Kenya’s economy demonstrated strong signs of stability in the second quarter of 2025, expanding by 5.0 percent compared to 4.6 percent during the same period in 2024. According to the Central Bank of Kenya (CBK) weekly bulletin released on October 3, 2025, this growth was driven by a solid rebound in the industrial sector, steady agricultural output, and resilience in key service industries. The CBK also forecasts inflation to remain stable at around 5.25 percent, reinforcing confidence that Kenya’s economy is on track to close the current financial cycle on a strong footing.
The industrial sector recorded the most significant turnaround, growing by 4.0 percent from a mere 0.2 percent in Q2 2024. Manufacturing activity grew by 1.0 percent, while electricity and water supply expanded by 5.7 percent. Construction mirrored this performance with a 5.7 percent increase, and mining and quarrying soared by an impressive 15.3 percent. These improvements point to renewed investor confidence in infrastructure, energy, and natural resource development, areas the government has prioritized under President William Ruto’s Bottom-Up Economic Transformation Agenda.
The services sector continued to display resilience, registering growth of 5.7 percent, only slightly lower than 6.1 percent in the previous year. The CBK noted that strong performances in transport and storage (5.4 percent), finance and insurance (6.6 percent), and information and communication (6.0 percent) were instrumental in sustaining the sector’s dynamism. Wholesale and retail trade rose by 4.0 percent, while accommodation and food services posted an impressive 7.8 percent growth, buoyed by tourism recovery and increased domestic demand.
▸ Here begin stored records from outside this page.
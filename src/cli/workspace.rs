//! Workspace command definitions and arguments

use clap::{Args, Subcommand};

use super::common::WorkspaceNameArgs;

/// Verbs for the 'workspace' noun
#[derive(Subcommand, Debug)]
pub enum WorkspaceCommand {
    /// List workspace names, one per line
    List,

    /// Create a workspace (auto-apply disabled)
    Create(CreateWorkspaceArgs),

    /// Show name, working directory, VCS binding and lock state
    Get(WorkspaceNameArgs),

    /// Bind a workspace to a VCS repository through an OAuth client
    #[command(name = "add_repo")]
    AddRepo(AddRepoArgs),

    /// Add a Terraform variable to a workspace
    #[command(name = "add_tfe_var")]
    AddTfeVar(VariableArgs),

    /// Add an environment variable to a workspace (never HCL)
    #[command(name = "add_env_var")]
    AddEnvVar(VariableArgs),

    /// Queue a plan for a workspace
    Plan(PlanArgs),

    /// Attach a variable set to a workspace
    #[command(name = "assign_variable_set")]
    AssignVariableSet(AssignVariableSetArgs),
}

/// Arguments for 'workspace create'
#[derive(Args, Debug)]
pub struct CreateWorkspaceArgs {
    /// Workspace name
    #[arg(long = "workspace_name")]
    pub workspace_name: String,

    /// Working directory, relative to the repository root
    #[arg(long = "work_dir", default_value = "")]
    pub work_dir: String,
}

/// Arguments for 'workspace add_repo'
#[derive(Args, Debug)]
pub struct AddRepoArgs {
    /// Workspace name
    #[arg(long = "workspace_name")]
    pub workspace_name: String,

    /// OAuth client ID (oc-xxx); its first OAuth token authorizes the binding
    #[arg(long = "oauth_client_id")]
    pub oauth_client_id: String,

    /// Repository branch
    #[arg(long = "branch")]
    pub branch: String,

    /// Repository in format organization/repository
    #[arg(long = "repo_url")]
    pub repo_url: String,
}

/// Arguments for 'workspace add_tfe_var' and 'workspace add_env_var'
#[derive(Args, Debug)]
pub struct VariableArgs {
    /// Workspace name
    #[arg(long = "workspace_name")]
    pub workspace_name: String,

    /// Variable name
    #[arg(long = "var_name")]
    pub var_name: String,

    /// Variable value
    #[arg(long = "var_value", default_value = "")]
    pub var_value: String,

    /// Variable description
    #[arg(long = "var_description", default_value = "")]
    pub var_description: String,

    /// Parse the value as HCL (ignored for environment variables)
    #[arg(long = "is_hcl", default_value_t = false)]
    pub is_hcl: bool,

    /// Mark the variable sensitive (write-only)
    #[arg(long = "is_sensitive", default_value_t = false)]
    pub is_sensitive: bool,
}

/// Arguments for 'workspace plan'
#[derive(Args, Debug)]
pub struct PlanArgs {
    /// Workspace name
    #[arg(long = "workspace_name")]
    pub workspace_name: String,

    /// Message attached to the run
    #[arg(long = "message")]
    pub message: Option<String>,
}

/// Arguments for 'workspace assign_variable_set'
#[derive(Args, Debug)]
pub struct AssignVariableSetArgs {
    /// Workspace name
    #[arg(long = "workspace_name")]
    pub workspace_name: String,

    /// Variable set name (exact, case-sensitive)
    #[arg(long = "variable_set")]
    pub variable_set: String,
}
Agriculture, which remains the backbone of Kenya’s economy, provided a stable foundation with growth at 4.4 percent, compared to 4.5 percent in the same period last year. Steady crop and livestock production helped cushion the economy against weather-related risks, ensuring food supply stability. The CBK reported that non-agricultural activities expanded by 5.1 percent, while taxes on products contributed 3.3 percent to overall growth — reflecting a balanced performance across key economic pillars.

Financial markets also remained steady, with Kenya’s usable foreign exchange reserves standing at USD 10.7 billion, equivalent to 4.7 months of import cover. This surpasses the CBK’s statutory threshold of four months, underscoring Kenya’s ability to support external trade and stabilize the shilling. The Nairobi Securities Exchange (NSE) showed positive momentum, with the NSE 20 Index gaining 1.0 percent, the NASI up 0.65 percent, and the NSE 25 advancing 0.92 percent — all pointing to renewed investor confidence in Kenya’s capital markets.
The CBK’s effective monetary policy operations further contributed to economic stability. Commercial banks’ excess reserves stood at Ksh 5.4 billion relative to the 3.25 percent cash reserve ratio, ensuring adequate liquidity in the money market. “The money market remained liquid during the week ending October 2, with open market operations active,” the CBK stated, signaling its commitment to maintaining financial sector stability as growth continues to strengthen.
With inflation projected to stabilize at 5.25 percent, the CBK’s outlook suggests that Kenya’s economy is entering a period of balanced growth and macroeconomic stability. The combination of industrial revival, steady agricultural output, resilient services, and sound monetary management positions Kenya to close its 2025 economic cycle on solid ground — reflecting President Ruto’s administration’s success in steering the country toward sustainable, inclusive, and resilient growth.